Aire-sur-l'Adour, 26 mai 2011
Je me lève tôt. Je me prépare silencieusement, car tout le monde dort.
Je pars à cinq heures et demie.
Je suis ébloui par l'éclairage public et complètement aveuglé par les phares de rares voitures, mais je
repère quand même les balises. Dès que je quitte la grand-route, je vois mieux les balises en dépit
de l'obscurité.
Le chemin est facile et j'avance d'un bon pas.
Je salue des pèlerins à la « Maison Labarbe » de Lanne-Soubiran, non loin de Villeneuve.
Ce gîte me semble agréable et sympathique.
Devant moi le couple néo-zélandais marche d'un bon pas.
À Rigade, peu après la traversée de la Daubade, Patrick me dépasse en marchant à grandes enjambées. Il me demande à quelle heure je suis parti et me dit non sans fierté qu'il est parti un quart d'heure plus tard.
Vanité ! Ce sont les pieds, les jambes et le corps qui décident de la vitesse de la marche, pas des défis ou des envies. En plus, avec sa « tendinite (?) » et le repos qu'il compte prendre à Aire-sur-l'Adour, il serait mieux avisé de marcher doucement.
Un peu plus loin, à Lelin-Lapujolle (que je lis Lelin « la plus jolie »), je retrouve Patrick. Il mange à une table de pique-nique près de l'église. Je remplis ma bouteille d'eau. Il me dit qu'il a faim parce qu'il n'a pas déjeuné ce matin.
Douce folie ! Il a mal à la cheville, il craint d'avoir une tendinite, il part sans manger, il force le pas, il est fier de dépasser des pèlerins et il va prendre trois jours de repos parce que cela ne va plus.
Dans la vallée de l'Adour, à hauteur de Devèze, un coin repos redonne du courage aux pèlerins.
J'en ai vu plusieurs depuis le Puy-en-Velay, mais celui-ci est le plus beau jusqu'à présent.
Peu après Costefort, je rejoins un pèlerin qui termine à Aire-sur-l'Adour. Il me dit qu'il est parti du Puy-en-Velay il y a vingt-deux jours. Je salue son effort.
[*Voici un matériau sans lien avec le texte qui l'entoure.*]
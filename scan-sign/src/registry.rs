//! Turning dispatch errors into something a human can read.
//!
//! Module errors arrive as a pair of indexes. A chain client's metadata
//! registry maps them to `section.name` plus documentation; anything else is
//! surfaced as the chain reported it.

use serde::{Deserialize, Serialize};
use std::{
    collections::HashMap,
    fmt::{Display, Formatter},
    str::FromStr,
};

use crate::{
    lifecycle::{DispatchError, ModuleError},
    ScanSignError,
};

#[derive(Clone, Debug, PartialEq, Eq, Serialize, Deserialize)]
pub struct ErrorMetadata {
    pub section: String,
    pub name: String,
    #[serde(default)]
    pub documentation: Vec<String>,
}

impl ErrorMetadata {
    pub fn new(section: impl Into<String>, name: impl Into<String>) -> Self {
        Self {
            section: section.into(),
            name: name.into(),
            documentation: Vec::new(),
        }
    }

    pub fn with_documentation<I, S>(mut self, lines: I) -> Self
    where
        I: IntoIterator<Item = S>,
        S: Into<String>,
    {
        self.documentation = lines.into_iter().map(Into::into).collect();
        self
    }
}

/// Looks up metadata for module-indexed errors.
pub trait ErrorRegistry: Send + Sync {
    fn find_meta_error(&self, error: &ModuleError) -> Option<ErrorMetadata>;
}

/// An [`ErrorRegistry`] backed by a fixed table.
///
/// The table can be built in code or loaded from TOML:
/// ```toml
/// [[error]]
/// index = 4
/// error = 2
/// section = "balances"
/// name = "InsufficientBalance"
/// documentation = ["Balance too low to send value."]
/// ```
#[derive(Clone, Debug, Default)]
pub struct StaticErrorRegistry {
    errors: HashMap<ModuleError, ErrorMetadata>,
}

impl StaticErrorRegistry {
    pub fn new() -> Self {
        Self::default()
    }

    pub fn with_error(mut self, error: ModuleError, metadata: ErrorMetadata) -> Self {
        self.insert(error, metadata);
        self
    }

    /// Add an entry, replacing any previous metadata for the same indexes.
    pub fn insert(&mut self, error: ModuleError, metadata: ErrorMetadata) {
        let _ = self.errors.insert(error, metadata);
    }

    pub fn len(&self) -> usize {
        self.errors.len()
    }

    pub fn is_empty(&self) -> bool {
        self.errors.is_empty()
    }
}

impl ErrorRegistry for StaticErrorRegistry {
    fn find_meta_error(&self, error: &ModuleError) -> Option<ErrorMetadata> {
        self.errors.get(error).cloned()
    }
}

#[derive(Debug, Deserialize)]
#[serde(deny_unknown_fields)]
struct RegistryFile {
    #[serde(default, rename = "error")]
    errors: Vec<RegistryEntry>,
}

#[derive(Debug, Deserialize)]
#[serde(deny_unknown_fields)]
struct RegistryEntry {
    index: u8,
    error: u8,
    section: String,
    name: String,
    #[serde(default)]
    documentation: Vec<String>,
}

impl FromStr for StaticErrorRegistry {
    type Err = ScanSignError;

    fn from_str(registry_string: &str) -> Result<Self, Self::Err> {
        let file: RegistryFile = toml::from_str(registry_string)?;
        let mut registry = Self::new();
        for entry in file.errors {
            registry.insert(
                ModuleError {
                    index: entry.index,
                    error: entry.error,
                },
                ErrorMetadata {
                    section: entry.section,
                    name: entry.name,
                    documentation: entry.documentation,
                },
            );
        }
        Ok(registry)
    }
}

/// A dispatch error ready to show to a user.
#[derive(Clone, Debug, PartialEq, Eq)]
pub enum DescribedDispatchError {
    Module(ErrorMetadata),
    /// Errors with no extra info (`BadOrigin`, `Other`, unknown module
    /// errors), as reported by the chain.
    Other(String),
}

impl Display for DescribedDispatchError {
    fn fmt(&self, f: &mut Formatter<'_>) -> std::fmt::Result {
        match self {
            DescribedDispatchError::Module(meta) => write!(
                f,
                "{}.{}: {}",
                meta.section,
                meta.name,
                meta.documentation.join(" ")
            ),
            DescribedDispatchError::Other(human) => f.write_str(human),
        }
    }
}

pub fn describe_dispatch_error(
    registry: &dyn ErrorRegistry,
    error: &DispatchError,
) -> DescribedDispatchError {
    match error {
        DispatchError::Module(module_error) => match registry.find_meta_error(module_error) {
            Some(meta) => DescribedDispatchError::Module(meta),
            None => DescribedDispatchError::Other(error.to_human()),
        },
        DispatchError::BadOrigin | DispatchError::CannotLookup | DispatchError::Other(_) => {
            DescribedDispatchError::Other(error.to_human())
        }
    }
}

#[cfg(test)]
mod tests {
    use super::*;

    const REGISTRY: &str = r#"
        [[error]]
        index = 4
        error = 2
        section = "balances"
        name = "InsufficientBalance"
        documentation = ["Balance too low to send value."]

        [[error]]
        index = 4
        error = 3
        section = "balances"
        name = "ExistentialDeposit"
    "#;

    #[test]
    fn registry_from_str() {
        let registry = StaticErrorRegistry::from_str(REGISTRY).unwrap();
        assert_eq!(registry.len(), 2);

        let meta = registry
            .find_meta_error(&ModuleError { index: 4, error: 3 })
            .unwrap();
        assert_eq!(meta, ErrorMetadata::new("balances", "ExistentialDeposit"));
        assert!(registry
            .find_meta_error(&ModuleError { index: 5, error: 0 })
            .is_none());
    }

    #[test]
    fn unknown_fields_are_rejected() {
        let bad = r#"
            [[error]]
            index = 1
            error = 1
            section = "a"
            name = "b"
            severity = "high"
        "#;
        assert!(StaticErrorRegistry::from_str(bad).is_err());
    }

    #[test]
    fn describes_module_and_other_errors() {
        let registry = StaticErrorRegistry::from_str(REGISTRY).unwrap();

        let known = DispatchError::Module(ModuleError { index: 4, error: 2 });
        assert_eq!(
            describe_dispatch_error(&registry, &known).to_string(),
            "balances.InsufficientBalance: Balance too low to send value."
        );

        let unknown = DispatchError::Module(ModuleError { index: 9, error: 9 });
        assert_eq!(
            describe_dispatch_error(&registry, &unknown).to_string(),
            r#"{"Module":{"index":9,"error":9}}"#
        );

        assert_eq!(
            describe_dispatch_error(&registry, &DispatchError::CannotLookup).to_string(),
            r#""CannotLookup""#
        );
    }
}
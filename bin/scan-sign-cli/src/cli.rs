//! Command-line arguments

use anyhow::anyhow;
use clap::Parser;
use scan_sign_client::{
    config::{ConfigFile, DevChainConfig},
    dev_chain::DevOutcome,
    Config,
};
use std::{path::PathBuf, str::FromStr};

use crate::scripting::Script;

#[derive(Debug, Parser)]
pub struct Cli {
    /// Location of client config file.
    /// If this arg is not provided, the `sender` and `receiver` args must be
    /// provided.
    #[clap(long)]
    pub config: Option<PathBuf>,

    /// SS58 address of the account that signs and pays.
    #[clap(long, conflicts_with = "config", requires = "receiver")]
    pub sender: Option<String>,
    /// SS58 address of the account receiving the transfer.
    #[clap(long, conflicts_with = "config", requires = "sender")]
    pub receiver: Option<String>,
    /// Amount to transfer, in the chain's smallest unit.
    #[clap(long, default_value_t = 1_000_000_000)]
    pub amount: u64,
    /// How long to wait for a scanned signature, e.g. "5m". Waits forever if
    /// not provided.
    #[clap(long, conflicts_with = "config")]
    pub timeout: Option<humantime::Duration>,
    /// How transfers submitted to the dev chain end.
    #[clap(long, default_value = "success")]
    pub outcome: DevOutcome,

    /// Path to a script file containing a sequence of CLI commands
    #[clap(long = "script-file", conflicts_with = "script")]
    pub script_file: Option<PathBuf>,
    /// Sequence of CLI commands separated by a semicolon or newline
    #[clap(long, conflicts_with = "script-file")]
    pub script: Option<String>,
}

impl Cli {
    pub fn client_config(&self) -> anyhow::Result<Config> {
        if let Some(config) = &self.config {
            return Ok(Config::from_file(config)?);
        }

        let sender = self.sender.as_ref().ok_or(anyhow!(
            "If `config` argument is not provided, `sender` must be provided"
        ))?;
        let receiver = self.receiver.as_ref().ok_or(anyhow!(
            "If `config` argument is not provided, `receiver` must be provided"
        ))?;

        let config_file = ConfigFile {
            endpoint: "dev".to_string(),
            sender: sender.clone(),
            receiver: receiver.clone(),
            amount: self.amount,
            signature_timeout: self.timeout.map(Into::into),
            qr_size: scan_sign::constants::DEFAULT_QR_SIZE,
            dev_chain: DevChainConfig {
                outcome: self.outcome,
                nonce: 0,
            },
        };
        Ok(Config::from_config_file(config_file)?)
    }

    pub fn script(&self) -> anyhow::Result<Option<Script>> {
        match (&self.script, &self.script_file) {
            (Some(script), _) => Ok(Some(Script::from_str(script)?)),
            (None, Some(path)) => Ok(Some(Script::from_file(path)?)),
            (None, None) => Ok(None),
        }
    }
}
//! Shared types, protocols, and infrastructure for the scan-to-sign workflow.
//!
//! A transaction that needs a signature hands its unsigned payload to an
//! out-of-band signer through a QR display. The signature comes back through
//! a QR scan and resolves the pending request held by a
//! [`SignatureExchange`]. This crate holds the exchange state machine, the
//! transaction lifecycle events produced by a chain client, dispatch-error
//! decoding, and the QR payload framing. It is used by `scan-sign-client` and
//! the `scan-sign-cli` demo.
#![warn(unused_results)]
#![warn(future_incompatible)]
#![warn(unused)]
#![forbid(rustdoc::broken_intra_doc_links)]

pub mod constants;
pub mod error;
pub mod exchange;
pub mod infrastructure;
pub mod lifecycle;
pub mod qr;
pub mod registry;
pub mod ss58;
pub mod types;

pub use error::ScanSignError;
pub use exchange::{ExchangePolicy, ExchangeStatus, PendingSignature, SignatureExchange};
pub use types::{RequestId, SignatureResult};

pub type Result<T> = std::result::Result<T, ScanSignError>;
Le chemin longe la grand-route, il ne traverse pas le pont sur l'Adour près de Casamont.
J'arrive à Aire-sur-l'Adour vers onze heures.
Je mange des petits-beurre en contrebas du pont.
Puis je visite la ville. Je repère le gîte ainsi qu'un restaurant qui offre des menus pèlerins, le Coq Hardi.
Je trouve un coiffeur qui fait aussi la barbe, ce qui n'est pas courant en France.
Il est impressionné par la distance que j'ai parcourue. Il me dit qu'il ne pourrait pas le faire.
Pourtant il me semble bien plus jeune et plus sportif que moi.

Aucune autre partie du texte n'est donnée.